Dale and Shannon Hickman are charged with second-degree manslaughter for the death of their baby David, after the couple failed to seek adequate medical care that could have saved his life.
The Hickmans are members of the Followers of Christ, an Oregon City faith-healing church that has a long history of children dying from curable conditions because their parents rejected medical care due to radical religious beliefs.
The couple is the fourth family from the church to be prosecuted for failing to seek adequate medical care for a child.
David, who was born two months premature and weighed just three pounds five ounces, developed a bacterial infection and died after living only nine hours. Shannon did not give birth in the hospital, rather female church members who claimed to be midwives assisted her.
The trial is expected to last five weeks. Prosecutors will argue that the couple’s faith-based aversion to mainstream medical care caused their son’s death.
“’At the time the baby took his first breath’ the Hickmans had an absolute obligation to provide adequate care,” said Mike Regan, deputy district attorney in a pre-trial hearing, according to the Oregonian.
The Hickmans claimed when David was born he appeared healthy but his skin suddenly became grey and his breathing labored. According to reports, Dale held his newborn son, prayed and anointed him with oil before David died minutes later.
Prosecutors will argue that David’s death was foreseeable because Shannon did not seek prenatal care during her pregnancy, and the couple failed to seek medical care when David was born, UPI reported. On the other hand, the defense will contend that even if the Hickmans went to a hospital or called an ambulance, David would have died before help arrived.

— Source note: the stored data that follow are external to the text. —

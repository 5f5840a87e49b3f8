// Runner configuration (environment-driven, with defaults)

use tracing::warn;

use crate::application::constants::{CAPTURE_MODE_ENV, DEFAULT_CAPTURE_MODE};

/// Runner configuration
#[derive(Debug, Clone, Copy, PartialEq, Eq)]
pub struct RunnerConfig {
    /// Permission bits for capture files created by `run_cmd` (before umask)
    pub capture_mode: u32,
}

impl Default for RunnerConfig {
    fn default() -> Self {
        Self {
            capture_mode: DEFAULT_CAPTURE_MODE,
        }
    }
}

impl RunnerConfig {
    /// Load from process environment
    ///
    /// # Environment Variables
    ///
    /// - `CMDHARNESS_CAPTURE_MODE`: octal permission bits (e.g. `0640`)
    pub fn from_env() -> Self {
        Self::from_lookup(|key| std::env::var(key).ok())
    }

    /// Load using an arbitrary key lookup (testable without touching env)
    pub fn from_lookup<F>(lookup: F) -> Self
    where
        F: Fn(&str) -> Option<String>,
    {
        let mut config = Self::default();

        if let Some(raw) = lookup(CAPTURE_MODE_ENV) {
            match parse_mode(&raw) {
                Some(mode) => config.capture_mode = mode,
                None => warn!(
                    value = %raw,
                    default = %format!("{:o}", DEFAULT_CAPTURE_MODE),
                    "Invalid {}, using default", CAPTURE_MODE_ENV
                ),
            }
        }

        config
    }
}

fn parse_mode(raw: &str) -> Option<u32> {
    let digits = raw.trim();
    let digits = digits.strip_prefix("0o").unwrap_or(digits);
    u32::from_str_radix(digits, 8)
        .ok()
        .filter(|mode| *mode <= 0o7777)
}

Reports say the issue of religious freedom will likely surface during the Hickman trial. Oregon Gov. John Kitzhaber signed a law in June that eliminates spiritual treatment as a defense against all homicide charges and subject parents to mandatory sentencing under Oregon’s Measure 11, UPI reported.
Nearly 300 children have died in the U.S. in the last 25 years after medical care was withheld on religious grounds, reported Rita Swan, executive director of Children’s Health Care Is a Legal Duty, according to the NYTimes.